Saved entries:
###
//! Tracker and supervision configuration

use crate::error::TrackError;
use crate::Result;
use anyhow::Context;
use serde::{Deserialize, Serialize};
use std::path::Path;

/// Tolerance used when comparing floating point structural fields
const STRUCTURAL_EPSILON: f64 = 1e-6;

/// Parameters fixed at tracker creation time.
///
/// The underlying tracker cannot be reconfigured once built, so any change
/// to the structural fields means building a new instance.
#[derive(Debug, Clone, PartialEq, Serialize, Deserialize)]
#[serde(default)]
pub struct TrackerParams {
    pub use_hog: bool,
    pub use_color_names: bool,
    pub use_gray: bool,
    pub use_rgb: bool,
    pub use_channel_weights: bool,
    pub use_segmentation: bool,
    /// Template resolution (structural)
    pub template_size: f32,
    pub gsl_sigma: f32,
    pub hog_orientations: f32,
    pub hog_clip: f32,
    pub padding: f32,
    pub filter_lr: f32,
    pub weights_lr: f32,
    pub num_hog_channels_used: u32,
    pub admm_iterations: u32,
    pub histogram_bins: u32,
    pub histogram_lr: f32,
    pub background_ratio: u32,
    /// Number of scale hypotheses (structural)
    pub number_of_scales: u32,
    pub scale_sigma_factor: f32,
    /// Maximum area of the scale model (structural)
    pub scale_model_max_area: f32,
    pub scale_lr: f32,
    pub scale_step: f32,
    pub psr_threshold: f32,
}

pub const DEFAULT_TRACKER_PARAMS: TrackerParams = TrackerParams {
    use_hog: true,
    use_color_names: true,
    use_gray: true,
    use_rgb: false,
    use_channel_weights: true,
    use_segmentation: true,
    template_size: 200.0,
    gsl_sigma: 1.0,
    hog_orientations: 9.0,
    hog_clip: 0.2,
    padding: 3.0,
    filter_lr: 0.02,
    weights_lr: 0.02,
    num_hog_channels_used: 18,
    admm_iterations: 4,
    histogram_bins: 16,
    histogram_lr: 0.04,
    background_ratio: 2,
    number_of_scales: 33,
    scale_sigma_factor: 0.25,
    scale_model_max_area: 512.0,
    scale_lr: 0.025,
    scale_step: 1.02,
    psr_threshold: 0.035,
};

impl Default for TrackerParams {
    fn default() -> Self {
        DEFAULT_TRACKER_PARAMS
    }
}

impl TrackerParams {
    /// True when `other` can only be applied by rebuilding the tracker.
    pub fn differs_structurally(&self, other: &TrackerParams) -> bool {
        let float_differs =
            |a: f32, b: f32| (f64::from(a) - f64::from(b)).abs() > STRUCTURAL_EPSILON;

        float_differs(self.template_size, other.template_size)
            || self.number_of_scales != other.number_of_scales
            || float_differs(self.scale_model_max_area, other.scale_model_max_area)
    }
}

/// Supervision thresholds plus the parameters of the supervised tracker
#[derive(Debug, Clone, PartialEq, Serialize, Deserialize)]
#[serde(default)]
pub struct AdaptiveConfig {
    pub tracker: TrackerParams,
    /// Fractional area change versus history that forces a rebuild
    pub size_change_threshold: f64,
    /// Raw quality below which a frame counts as low quality
    pub quality_floor: f64,
    pub consecutive_low_quality_limit: u32,
    /// Frames that must pass after a rebuild before another is allowed
    pub reinit_cooldown_frames: u32,
    pub enable_size_adaptation: bool,
    pub enable_quality_monitoring: bool,
    pub auto_adjust_template_size: bool,
    pub auto_adjust_quality_threshold: bool,
}

pub const DEFAULT_ADAPTIVE_CONFIG: AdaptiveConfig = AdaptiveConfig {
    tracker: DEFAULT_TRACKER_PARAMS,
    size_change_threshold: 0.3,
    quality_floor: 0.02,
    consecutive_low_quality_limit: 5,
    reinit_cooldown_frames: 10,
    enable_size_adaptation: true,
    enable_quality_monitoring: true,
    auto_adjust_template_size: true,
    auto_adjust_quality_threshold: true,
};

impl Default for AdaptiveConfig {
    fn default() -> Self {
        DEFAULT_ADAPTIVE_CONFIG
    }
}

impl AdaptiveConfig {
    /// Fewer rebuilds: long cooldown, only large size jumps
    pub fn conservative() -> Self {
        Self {
            size_change_threshold: 0.5,
            consecutive_low_quality_limit: 10,
            reinit_cooldown_frames: 30,
            ..Default::default()
        }
    }

    /// Rebuild quickly on fast scale changes or short quality drops
    pub fn responsive() -> Self {
        Self {
            size_change_threshold: 0.2,
            consecutive_low_quality_limit: 3,
            reinit_cooldown_frames: 5,
            ..Default::default()
        }
    }

    /// Check thresholds before the configuration reaches a controller
    pub fn validate(&self) -> std::result::Result<(), TrackError> {
        let thresholds = [
            ("size_change_threshold", self.size_change_threshold),
            ("quality_floor", self.quality_floor),
        ];
        for (name, value) in thresholds {
            if !value.is_finite() || value < 0.0 {
                return Err(TrackError::InvalidConfig(format!(
                    "{} must be a finite non-negative number, got {}",
                    name, value
                )));
            }
        }

        let template_size = self.tracker.template_size;
        if !template_size.is_finite() || template_size <= 0.0 {
            return Err(TrackError::InvalidConfig(format!(
                "template_size must be positive, got {}",
                template_size
            )));
        }

        if self.tracker.number_of_scales == 0 {
            return Err(TrackError::InvalidConfig(
                "number_of_scales must be at least 1".to_string(),
            ));
        }

        Ok(())
    }

    /// Load configuration from a JSON file; missing fields take defaults
    pub fn from_json_file<P: AsRef<Path>>(path: P) -> Result<Self> {
        let path = path.as_ref();
        let json = std::fs::read_to_string(path)
            .with_context(|| format!("Failed to read config: {:?}", path))?;

        let config: AdaptiveConfig = serde_json::from_str(&json)
            .with_context(|| format!("Failed to parse config: {:?}", path))?;

        config.validate()?;
        Ok(config)
    }
}

#[cfg(test)]
mod tests {
    use super::*;

    #[test]
    fn test_defaults_match_constant() {
        let config = AdaptiveConfig::default();
        assert_eq!(config, DEFAULT_ADAPTIVE_CONFIG);
        assert_eq!(config.size_change_threshold, 0.3);
        assert_eq!(config.quality_floor, 0.02);
        assert_eq!(config.consecutive_low_quality_limit, 5);
        assert_eq!(config.reinit_cooldown_frames, 10);
        assert_eq!(config.tracker.template_size, 200.0);
        assert_eq!(config.tracker.number_of_scales, 33);
        assert!(config.validate().is_ok());
    }

    #[test]
    fn test_structural_difference() {
        let base = TrackerParams::default();

        let mut monitoring_only = base.clone();
        monitoring_only.psr_threshold = 0.01;
        monitoring_only.filter_lr = 0.5;
        assert!(!base.differs_structurally(&monitoring_only));

        let mut tiny_drift = base.clone();
        tiny_drift.template_size += 1e-9;
        assert!(!base.differs_structurally(&tiny_drift));

        let mut template = base.clone();
        template.template_size = 250.0;
        assert!(base.differs_structurally(&template));

        let mut scales = base.clone();
        scales.number_of_scales = 25;
        assert!(base.differs_structurally(&scales));

        let mut max_area = base.clone();
        max_area.scale_model_max_area = 1024.0;
        assert!(base.differs_structurally(&max_area));
    }

    #[test]
    fn test_validate_rejects_negative_thresholds() {
        let config = AdaptiveConfig {
            size_change_threshold: -0.1,
            ..Default::default()
        };
        assert!(matches!(config.validate(), Err(TrackError::InvalidConfig(_))));

        let config = AdaptiveConfig {
            quality_floor: f64::NAN,
            ..Default::default()
        };
        assert!(config.validate().is_err());

        let mut config = AdaptiveConfig::default();
        config.tracker.number_of_scales = 0;
        assert!(config.validate().is_err());
    }

    #[test]
    fn test_partial_json_uses_defaults() {
        let json = r#"{ "reinit_cooldown_frames": 3, "tracker": { "number_of_scales": 17 } }"#;
        let config: AdaptiveConfig = serde_json::from_str(json).unwrap();

        assert_eq!(config.reinit_cooldown_frames, 3);
        assert_eq!(config.tracker.number_of_scales, 17);
        assert_eq!(config.tracker.template_size, 200.0);
        assert_eq!(config.quality_floor, 0.02);
    }

    #[test]
    fn test_presets_are_valid() {
        for config in [AdaptiveConfig::conservative(), AdaptiveConfig::responsive()] {
            assert!(config.validate().is_ok());
        }
        assert!(
            AdaptiveConfig::responsive().reinit_cooldown_frames
                < AdaptiveConfig::conservative().reinit_cooldown_frames
        );
    }
}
###
After locating the line holding "if !value.is_finite() ||" above, output exactly that line and every line after it through the line holding "monitoring_only.filter_lr = 0.5;". Include nothing else.

:: Answer section ::
            if !value.is_finite() || value < 0.0 {
                return Err(TrackError::InvalidConfig(format!(
                    "{} must be a finite non-negative number, got {}",
                    name, value
                )));
            }
        }

        let template_size = self.tracker.template_size;
        if !template_size.is_finite() || template_size <= 0.0 {
            return Err(TrackError::InvalidConfig(format!(
                "template_size must be positive, got {}",
                template_size
            )));
        }

        if self.tracker.number_of_scales == 0 {
            return Err(TrackError::InvalidConfig(
                "number_of_scales must be at least 1".to_string(),
            ));
        }

        Ok(())
    }

    /// Load configuration from a JSON file; missing fields take defaults
    pub fn from_json_file<P: AsRef<Path>>(path: P) -> Result<Self> {
        let path = path.as_ref();
        let json = std::fs::read_to_string(path)
            .with_context(|| format!("Failed to read config: {:?}", path))?;

        let config: AdaptiveConfig = serde_json::from_str(&json)
            .with_context(|| format!("Failed to parse config: {:?}", path))?;

        config.validate()?;
        Ok(config)
    }
}

#[cfg(test)]
mod tests {
    use super::*;

    #[test]
    fn test_defaults_match_constant() {
        let config = AdaptiveConfig::default();
        assert_eq!(config, DEFAULT_ADAPTIVE_CONFIG);
        assert_eq!(config.size_change_threshold, 0.3);
        assert_eq!(config.quality_floor, 0.02);
        assert_eq!(config.consecutive_low_quality_limit, 5);
        assert_eq!(config.reinit_cooldown_frames, 10);
        assert_eq!(config.tracker.template_size, 200.0);
        assert_eq!(config.tracker.number_of_scales, 33);
        assert!(config.validate().is_ok());
    }

    #[test]
    fn test_structural_difference() {
        let base = TrackerParams::default();

        let mut monitoring_only = base.clone();
        monitoring_only.psr_threshold = 0.01;
        monitoring_only.filter_lr = 0.5;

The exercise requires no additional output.